Tenor, Inc. is an online GIF search engine and database owned by Google. Its main product is the GIF Keyboard, which is available on Android, iOS, and macOS.

== History ==
The company was founded by entrepreneurs David Macintosh, Erick Hachenburg, and Frank Nawabi on February 1, 2014 as Riffsy.

Tenor was funded by Redpoint Ventures, Menlo Ventures, Cowboy Ventures, OCA Ventures, and Tenaya Capital.

In 2016, Riffsy was rebranded to Tenor, reflecting its broader ambition to become the emotional search engine of the internet.

It also launched an SDK to help developers integrate GIFs into apps and games.

On March 27, 2018, Tenor was acquired by Google. The company has continued to operate as a standalone brand.

On January 13, 2026, it was announced that the Tenor API would be decommissioned on June 30, 2026.

== Partnerships ==
Tenor is available in numerous keyboards and messaging apps.

On April 25, 2017, Tenor introduced an app that makes GIFs available in the MacBook Pro's Touch Bar. Users can scroll through GIFs and tap to copy it to the clipboard.

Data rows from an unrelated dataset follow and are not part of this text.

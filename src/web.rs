#![cfg(not(tarpaulin_include))]

use std::path::PathBuf;

use toolbench::app;
use toolbench::config::Config;

/// Main entry point for the web application
///
/// Loads the configuration (an optional path as the first argument, else
/// `toolbench.toml` and the `TOOLBENCH_*` environment) and serves every tool
/// until the process is stopped.
#[tokio::main]
async fn main() -> Result<(), Box<dyn std::error::Error>> {
    env_logger::Builder::from_env(env_logger::Env::default().default_filter_or("info")).init();

    let path = std::env::args().nth(1).map(PathBuf::from);
    let config = Config::load(path.as_deref())?;

    app::run(config).await
}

On September 7, 2017, Tenor announced an SDK for Unity and Apple's ARKit. It allows developers to integrate GIFs into augmented reality apps and games.

== Censorship ==
On November 6, 2017, in response to users having utilized Tenor and similar services to distribute GIFs with content that is illegal under local laws, the Indonesian Ministry of Communication and Informatics threatened to block WhatsApp. The regulator acknowledged that despite being from third-party providers, WhatsApp was wholly responsible for allowing the content to be disseminated to users because the feature was part of their platform. The next day, Tenor was blocked in the country. The threats were later dropped.